By Carson Hooks – September 5, 2012

Our toddlers are nothing if not energetic. Unlike so many adults, our little ones don’t have to push themselves to be active. Instead, we have to urge them to occasional moments of relative inactivity. And even with those brief moments of calm, they seem to operate in an almost constant state of motion.

As exhausting as this often can be for us as parental units, we recognize the natural developmental role of their energy-burning waking hours. We also realized long ago the key to semi-tolerable non-stop waking hours—those coveted non-waking hours.

I read recently where someone likened having toddlers to having permanently drunken houseguests.
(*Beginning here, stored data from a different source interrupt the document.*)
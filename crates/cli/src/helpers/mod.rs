// SPDX-License-Identifier: LGPL-3.0-only
//
// This file is provided WITHOUT ANY WARRANTY;
// without even the implied warranty of MERCHANTABILITY
// or FITNESS FOR A PARTICULAR PURPOSE.

pub mod telemetry;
I find nothing hyperbolic or misleading about that comparison. But while often hyper, randomly aggressive, aggressively random, and slovenly to the point of sometimes peeing themselves, toddlers/drunken houseguests are somewhat predictable and manageable. That is unless there haven’t been enough non-waking hours.

With less than adequate sleep comes the real chaos. Their minds go first, slowly but surely dragging their little bodies along. Our toddler houseguests become belligerent, borderline schizophrenics. Their randomness slides into delirium, with bouts of stuttering, incessant whining, and stubborn streaks that are immune to any and all attempts at even the slightest logical reasoning. Their already short attention spans become painfully so. Or, alternatively, their focus narrows to the most trivial minutia as their obsessive-compulsive tendencies take over their little brains. And they are now ticking time-bombs, as complete meltdowns are imminent.
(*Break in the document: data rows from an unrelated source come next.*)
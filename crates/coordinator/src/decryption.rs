// SPDX-License-Identifier: LGPL-3.0-only
//
// This file is provided WITHOUT ANY WARRANTY;
// without even the implied warranty of MERCHANTABILITY
// or FITNESS FOR A PARTICULAR PURPOSE.

use alloy_primitives::{keccak256, Address, B256};
use ciphersum_events::DecryptionRequested;
use serde::{Deserialize, Serialize};
use std::collections::BTreeMap;

use crate::CoordinatorError;

/// Binds a request to the exact accumulator it was issued against
pub fn state_hash(serialized_accumulator: &[u8], coordinator: Address) -> B256 {
    let mut preimage = Vec::with_capacity(serialized_accumulator.len() + 20);
    preimage.extend_from_slice(serialized_accumulator);
    preimage.extend_from_slice(coordinator.as_slice());
    keccak256(preimage)
}

/// Oracle results are a single little endian u64
pub fn decode_cleartext(request_id: u64, cleartext: &[u8]) -> Result<u64, CoordinatorError> {
    let bytes: [u8; 8] =
        cleartext
            .try_into()
            .map_err(|_| CoordinatorError::InvalidCleartext {
                request_id,
                reason: format!("expected 8 bytes, got {}", cleartext.len()),
            })?;
    Ok(u64::from_le_bytes(bytes))
}

#[derive(Clone, Debug, PartialEq, Eq, Serialize, Deserialize)]
pub struct DecryptionRequest {
    pub request_id: u64,
    pub batch_id: u64,
    pub state_hash: B256,
    pub processed: bool,
}

#[derive(Clone, Debug, PartialEq, Eq, Serialize, Deserialize)]
pub struct DecryptionCoordinator {
    pub next_request_id: u64,
    pub requests: BTreeMap<u64, DecryptionRequest>,
}

impl Default for DecryptionCoordinator {
    fn default() -> Self {
        Self {
            next_request_id: 1,
            requests: BTreeMap::new(),
        }
    }
}

impl DecryptionCoordinator {
    pub fn get(&self, request_id: u64) -> Option<&DecryptionRequest> {
        self.requests.get(&request_id)
    }

    /// Record a pending request under a fresh id
    pub fn issue(
        &mut self,
        batch_id: u64,
        state_hash: B256,
    ) -> Result<DecryptionRequested, CoordinatorError> {
        let request_id = self.next_request_id;
        self.next_request_id = request_id
            .checked_add(1)
            .ok_or_else(|| CoordinatorError::InvalidParameters("request ids exhausted".into()))?;
        self.requests.insert(
            request_id,
            DecryptionRequest {
                request_id,
                batch_id,
                state_hash,
                processed: false,
            },
        );
        Ok(DecryptionRequested {
            request_id,
            batch_id,
            state_hash,
        })
    }

    /// Flip a request to processed. Fails if it does not exist or was already processed.
    pub fn mark_processed(&mut self, request_id: u64) -> Result<(), CoordinatorError> {
        let request = self.requests.get_mut(&request_id).ok_or_else(|| {
            CoordinatorError::InvalidBatchState(format!("unknown decryption request {request_id}"))
        })?;
        if request.processed {
            return Err(CoordinatorError::ReplayDetected(request_id));
        }
        request.processed = true;
        Ok(())
    }
}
Sure, sleep isn’t the only element in the toddler hierarchy of needs. Just as with active people of any age, eating enough of the right foods at the right times is essential in maintaining a consistently high energy level. And having access to constructive energy outlets allows the mind and body to flourish. Our toddlers, when hungry and cooped-up, very soon shift their reserve energy supplies to the pursuit of destruction.

But sleep is the grand poobah of variables, the very foundation upon which near-constant motion can be maintained without slipping into outright insanity. After all, we’re dealing with little people who don’t know what they need or when they need it. If left to their own whims, they will continue to go until they can no longer function. They need someone to shut them down in order to recharge so they may once again operate at their optimal breakneck pace.

In our experience, nowhere is the integral nature of toddler sleep more evident than after their time away with the grandparents. We all love the grandparent getaway. Julia and I love it for the break from toddlerdom. But we also value the experience for our kids. We want them to enjoy spending time with their grandparents in a different setting without us parents as intermediaries. And I’m pretty sure they do enjoy it. Too much.

The sleep schedule at the grandparents’ house is, shall we say, a little looser. Our boys pack in their usual array of activities but in a binge-like fashion, spending less time recharging their depleted batteries as they spiral into a growing sleep deficit. By the time they are returned to our house, they are running on fumes. They are still in motion, but rudderless. There is no gradual parental reentry period as we are reunited with exceedingly irrational heathens.

And so it is, “To bed with you!” Sleep is forced upon them—that wonderful medicine that rejuvenates both the mind and the body, even in the case of a grandparent hangover. Like a drunken houseguest, they are required to sleep it off.